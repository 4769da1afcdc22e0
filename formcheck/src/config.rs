//! Loading settings and spec sets from JSON.
//!
//! Settings files keep patterns under a `regex` key. A pattern is either a
//! bare source string, a `{ "pattern", "flags" }` object, or a reference to
//! a built-in matcher:
//!
//! ```json
//! {
//!   "regex": {
//!     "notEmpty": "\\S+",
//!     "email": { "pattern": "^[\\w-]+@[\\w-]+(\\.[\\w-]+)*\\.[a-z]{2,}$", "flags": "i" },
//!     "strictEmail": { "builtin": "email" }
//!   }
//! }
//! ```
//!
//! Sources use the `regex` crate syntax, where `\w`, `\d` and `\s` are
//! Unicode classes.

use std::collections::BTreeMap;
use std::fs;
use std::path::{Path, PathBuf};

use log::debug;
use serde::Deserialize;
use thiserror::Error;

use crate::validation::{Pattern, Settings, SpecSet};

/// Errors that can occur while loading configuration.
#[derive(Debug, Error)]
pub enum ConfigError {
    #[error("failed to read {}: {source}", path.display())]
    Io {
        path: PathBuf,
        #[source]
        source: std::io::Error,
    },

    #[error("invalid JSON: {0}")]
    Json(#[from] serde_json::Error),

    #[error("invalid pattern '{name}': {source}")]
    Pattern {
        name: String,
        #[source]
        source: regex::Error,
    },

    #[error("unsupported flag '{flag}' on pattern '{name}'")]
    Flag { name: String, flag: char },

    #[error("unknown builtin '{builtin}' on pattern '{name}'")]
    Builtin { name: String, builtin: String },
}

#[derive(Debug, Default, Deserialize)]
struct SettingsFile {
    #[serde(default)]
    regex: BTreeMap<String, PatternDef>,
}

#[derive(Debug, Deserialize)]
#[serde(untagged)]
enum PatternDef {
    Source(String),
    Regex {
        pattern: String,
        #[serde(default)]
        flags: String,
    },
    Builtin {
        builtin: String,
    },
}

impl PatternDef {
    fn compile(self, name: &str) -> Result<Pattern, ConfigError> {
        match self {
            PatternDef::Source(source) => compile_regex(name, &source, ""),
            PatternDef::Regex { pattern, flags } => compile_regex(name, &pattern, &flags),
            PatternDef::Builtin { builtin } => match builtin.as_str() {
                "email" => Ok(Pattern::Email),
                _ => Err(ConfigError::Builtin {
                    name: name.to_string(),
                    builtin,
                }),
            },
        }
    }
}

/// Compile a pattern with JavaScript-style flags.
///
/// `i`, `m` and `s` become inline flags. `g`, `u` and `y` only affect
/// stateful matching in a browser and are accepted without effect.
///
/// Patterns are always Unicode-aware: `\w`, `\d` and `\s` match any
/// Unicode word character, decimal digit or whitespace, not only ASCII.
/// Write `[0-9]` or `(?-u:\d)` where only ASCII digits are allowed.
fn compile_regex(name: &str, source: &str, flags: &str) -> Result<Pattern, ConfigError> {
    let mut inline = String::new();
    for flag in flags.chars() {
        match flag {
            'i' | 'm' | 's' => {
                if !inline.contains(flag) {
                    inline.push(flag);
                }
            }
            'g' | 'u' | 'y' => debug!("ignoring flag '{flag}' on pattern {name:?}"),
            _ => {
                return Err(ConfigError::Flag {
                    name: name.to_string(),
                    flag,
                });
            }
        }
    }

    let source = if inline.is_empty() {
        source.to_string()
    } else {
        format!("(?{inline}){source}")
    };

    Pattern::regex(&source).map_err(|source| ConfigError::Pattern {
        name: name.to_string(),
        source,
    })
}

fn read(path: &Path) -> Result<String, ConfigError> {
    fs::read_to_string(path).map_err(|source| ConfigError::Io {
        path: path.to_path_buf(),
        source,
    })
}

impl Settings {
    /// Parse settings from a JSON document.
    pub fn from_json_str(json: &str) -> Result<Self, ConfigError> {
        let file: SettingsFile = serde_json::from_str(json)?;
        let mut settings = Settings::new();
        for (name, def) in file.regex {
            let pattern = def.compile(&name)?;
            settings.insert(name, pattern);
        }
        debug!("loaded {} patterns", settings.len());
        Ok(settings)
    }

    /// Read and parse a JSON settings file.
    pub fn from_json_file(path: impl AsRef<Path>) -> Result<Self, ConfigError> {
        Self::from_json_str(&read(path.as_ref())?)
    }
}

impl SpecSet {
    /// Parse a spec set from a JSON object keyed by selector.
    pub fn from_json_str(json: &str) -> Result<Self, ConfigError> {
        Ok(serde_json::from_str(json)?)
    }

    /// Read and parse a JSON spec file.
    pub fn from_json_file(path: impl AsRef<Path>) -> Result<Self, ConfigError> {
        Self::from_json_str(&read(path.as_ref())?)
    }
}
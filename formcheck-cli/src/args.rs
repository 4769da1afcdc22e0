use std::path::PathBuf;

use clap::Parser;

/// Validate a form snapshot against a spec set.
#[derive(Parser, Debug, Clone, PartialEq, Eq)]
#[command(name = "formcheck", version, about)]
pub struct Args {
    /// Log validation decisions at debug level.
    #[arg(short, long)]
    pub verbose: bool,

    /// Print failures as a JSON array.
    #[arg(long)]
    pub json: bool,

    /// JSON snapshot of the form element tree.
    pub form: PathBuf,

    /// JSON object mapping selectors to specs.
    pub specs: PathBuf,

    /// JSON settings with the named pattern table.
    pub settings: Option<PathBuf>,
}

Task objective |
From the data above, show each line that contains "impl".

Answer to the exercise |
impl PatternDef {
impl Settings {
    pub fn from_json_file(path: impl AsRef<Path>) -> Result<Self, ConfigError> {
impl SpecSet {
    pub fn from_json_file(path: impl AsRef<Path>) -> Result<Self, ConfigError> {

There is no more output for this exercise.